# Task brief:
Every line of the records below from the line with "for RSS/Atom sources." up to and including the line with "These errors cover" must be reproduced exactly, and no line outside that range.

..............................

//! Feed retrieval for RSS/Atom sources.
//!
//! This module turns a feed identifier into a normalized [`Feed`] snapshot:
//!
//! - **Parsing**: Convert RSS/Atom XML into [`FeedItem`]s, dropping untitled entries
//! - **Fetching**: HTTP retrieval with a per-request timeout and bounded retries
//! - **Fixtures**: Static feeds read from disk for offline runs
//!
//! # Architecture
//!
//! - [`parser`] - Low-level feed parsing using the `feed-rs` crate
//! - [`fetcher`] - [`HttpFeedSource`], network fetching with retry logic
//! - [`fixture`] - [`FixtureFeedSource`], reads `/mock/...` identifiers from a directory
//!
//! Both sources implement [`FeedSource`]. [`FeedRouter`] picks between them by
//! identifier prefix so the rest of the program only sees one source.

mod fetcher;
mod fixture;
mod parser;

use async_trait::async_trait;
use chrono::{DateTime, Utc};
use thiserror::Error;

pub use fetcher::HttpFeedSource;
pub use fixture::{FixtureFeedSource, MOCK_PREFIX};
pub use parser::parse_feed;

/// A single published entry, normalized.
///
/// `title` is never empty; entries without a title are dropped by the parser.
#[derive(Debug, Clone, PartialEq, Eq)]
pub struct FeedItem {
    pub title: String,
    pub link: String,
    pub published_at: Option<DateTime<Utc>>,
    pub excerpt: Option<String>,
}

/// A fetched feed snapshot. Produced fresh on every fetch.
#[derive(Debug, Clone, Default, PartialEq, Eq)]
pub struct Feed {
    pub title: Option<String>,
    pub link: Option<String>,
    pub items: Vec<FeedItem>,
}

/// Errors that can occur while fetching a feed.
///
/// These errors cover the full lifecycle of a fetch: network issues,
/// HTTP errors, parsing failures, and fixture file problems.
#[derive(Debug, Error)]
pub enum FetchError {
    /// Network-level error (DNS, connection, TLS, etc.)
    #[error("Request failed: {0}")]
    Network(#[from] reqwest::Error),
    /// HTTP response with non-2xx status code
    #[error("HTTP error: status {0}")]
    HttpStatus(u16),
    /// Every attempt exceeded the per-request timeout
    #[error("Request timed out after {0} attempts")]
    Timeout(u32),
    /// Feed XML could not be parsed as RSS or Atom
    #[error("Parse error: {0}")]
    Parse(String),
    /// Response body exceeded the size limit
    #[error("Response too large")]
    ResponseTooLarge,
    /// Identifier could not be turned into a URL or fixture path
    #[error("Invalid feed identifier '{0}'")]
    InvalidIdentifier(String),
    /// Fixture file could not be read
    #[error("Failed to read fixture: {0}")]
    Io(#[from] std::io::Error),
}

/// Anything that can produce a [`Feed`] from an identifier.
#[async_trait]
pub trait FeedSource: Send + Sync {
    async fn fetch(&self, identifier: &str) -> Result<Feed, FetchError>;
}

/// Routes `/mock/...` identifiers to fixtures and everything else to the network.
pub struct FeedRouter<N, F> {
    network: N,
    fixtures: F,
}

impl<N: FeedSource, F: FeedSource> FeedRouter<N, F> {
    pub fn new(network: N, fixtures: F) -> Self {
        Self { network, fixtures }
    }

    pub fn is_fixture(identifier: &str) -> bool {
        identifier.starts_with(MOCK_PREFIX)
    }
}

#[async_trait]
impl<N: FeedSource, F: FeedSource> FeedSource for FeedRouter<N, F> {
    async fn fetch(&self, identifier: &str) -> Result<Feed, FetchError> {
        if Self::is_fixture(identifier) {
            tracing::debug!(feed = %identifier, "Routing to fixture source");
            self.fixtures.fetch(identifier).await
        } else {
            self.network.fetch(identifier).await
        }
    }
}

..............................

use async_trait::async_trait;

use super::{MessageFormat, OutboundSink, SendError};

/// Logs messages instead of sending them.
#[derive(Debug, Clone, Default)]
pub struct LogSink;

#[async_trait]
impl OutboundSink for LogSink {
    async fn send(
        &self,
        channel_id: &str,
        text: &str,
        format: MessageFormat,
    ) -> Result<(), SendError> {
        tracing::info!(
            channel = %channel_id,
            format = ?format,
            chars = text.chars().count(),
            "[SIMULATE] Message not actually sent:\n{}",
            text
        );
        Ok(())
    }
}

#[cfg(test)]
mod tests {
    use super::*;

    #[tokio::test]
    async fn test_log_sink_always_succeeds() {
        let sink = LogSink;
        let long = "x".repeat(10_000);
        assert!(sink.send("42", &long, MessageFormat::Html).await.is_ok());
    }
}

..............................

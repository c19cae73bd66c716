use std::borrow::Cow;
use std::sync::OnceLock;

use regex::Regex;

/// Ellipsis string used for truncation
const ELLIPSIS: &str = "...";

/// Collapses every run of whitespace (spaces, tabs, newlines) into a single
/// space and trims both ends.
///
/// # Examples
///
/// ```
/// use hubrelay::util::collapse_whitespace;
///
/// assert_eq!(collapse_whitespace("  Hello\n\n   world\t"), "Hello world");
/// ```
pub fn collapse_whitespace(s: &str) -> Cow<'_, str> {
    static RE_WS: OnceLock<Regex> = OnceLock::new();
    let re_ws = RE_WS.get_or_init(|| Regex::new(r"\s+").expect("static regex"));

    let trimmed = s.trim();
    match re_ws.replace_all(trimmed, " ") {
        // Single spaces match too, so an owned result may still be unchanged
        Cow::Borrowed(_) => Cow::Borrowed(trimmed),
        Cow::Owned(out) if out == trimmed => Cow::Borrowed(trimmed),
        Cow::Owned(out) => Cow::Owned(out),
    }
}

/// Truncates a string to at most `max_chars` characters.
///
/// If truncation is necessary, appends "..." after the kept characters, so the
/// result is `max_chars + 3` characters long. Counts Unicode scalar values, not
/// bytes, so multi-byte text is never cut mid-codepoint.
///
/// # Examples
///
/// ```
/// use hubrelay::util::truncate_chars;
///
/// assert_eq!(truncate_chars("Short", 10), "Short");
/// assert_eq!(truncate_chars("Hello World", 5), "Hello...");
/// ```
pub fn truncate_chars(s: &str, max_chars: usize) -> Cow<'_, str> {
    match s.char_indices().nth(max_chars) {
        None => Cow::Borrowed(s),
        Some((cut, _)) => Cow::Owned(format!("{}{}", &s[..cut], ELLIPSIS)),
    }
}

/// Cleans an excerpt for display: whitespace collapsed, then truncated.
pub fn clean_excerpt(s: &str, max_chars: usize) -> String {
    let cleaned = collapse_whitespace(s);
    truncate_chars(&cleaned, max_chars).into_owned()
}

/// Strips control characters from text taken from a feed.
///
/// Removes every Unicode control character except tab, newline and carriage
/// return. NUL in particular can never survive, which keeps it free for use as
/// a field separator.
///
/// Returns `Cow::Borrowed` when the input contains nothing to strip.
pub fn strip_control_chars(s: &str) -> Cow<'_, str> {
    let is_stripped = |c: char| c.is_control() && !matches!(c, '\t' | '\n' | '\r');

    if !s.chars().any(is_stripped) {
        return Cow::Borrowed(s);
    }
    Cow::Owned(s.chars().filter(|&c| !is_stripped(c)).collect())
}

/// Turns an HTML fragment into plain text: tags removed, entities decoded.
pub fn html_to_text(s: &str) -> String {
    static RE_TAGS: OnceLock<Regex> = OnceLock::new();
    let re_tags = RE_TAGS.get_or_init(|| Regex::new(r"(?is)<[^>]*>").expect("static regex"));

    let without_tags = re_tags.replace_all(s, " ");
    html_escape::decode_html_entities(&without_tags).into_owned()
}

..............................

# Completed task:
//! Feed retrieval for RSS/Atom sources.
//!
//! This module turns a feed identifier into a normalized [`Feed`] snapshot:
//!
//! - **Parsing**: Convert RSS/Atom XML into [`FeedItem`]s, dropping untitled entries
//! - **Fetching**: HTTP retrieval with a per-request timeout and bounded retries
//! - **Fixtures**: Static feeds read from disk for offline runs
//!
//! # Architecture
//!
//! - [`parser`] - Low-level feed parsing using the `feed-rs` crate
//! - [`fetcher`] - [`HttpFeedSource`], network fetching with retry logic
//! - [`fixture`] - [`FixtureFeedSource`], reads `/mock/...` identifiers from a directory
//!
//! Both sources implement [`FeedSource`]. [`FeedRouter`] picks between them by
//! identifier prefix so the rest of the program only sees one source.

mod fetcher;
mod fixture;
mod parser;

use async_trait::async_trait;
use chrono::{DateTime, Utc};
use thiserror::Error;

pub use fetcher::HttpFeedSource;
pub use fixture::{FixtureFeedSource, MOCK_PREFIX};
pub use parser::parse_feed;

/// A single published entry, normalized.
///
/// `title` is never empty; entries without a title are dropped by the parser.
#[derive(Debug, Clone, PartialEq, Eq)]
pub struct FeedItem {
    pub title: String,
    pub link: String,
    pub published_at: Option<DateTime<Utc>>,
    pub excerpt: Option<String>,
}

/// A fetched feed snapshot. Produced fresh on every fetch.
#[derive(Debug, Clone, Default, PartialEq, Eq)]
pub struct Feed {
    pub title: Option<String>,
    pub link: Option<String>,
    pub items: Vec<FeedItem>,
}

/// Errors that can occur while fetching a feed.
///
/// These errors cover the full lifecycle of a fetch: network issues,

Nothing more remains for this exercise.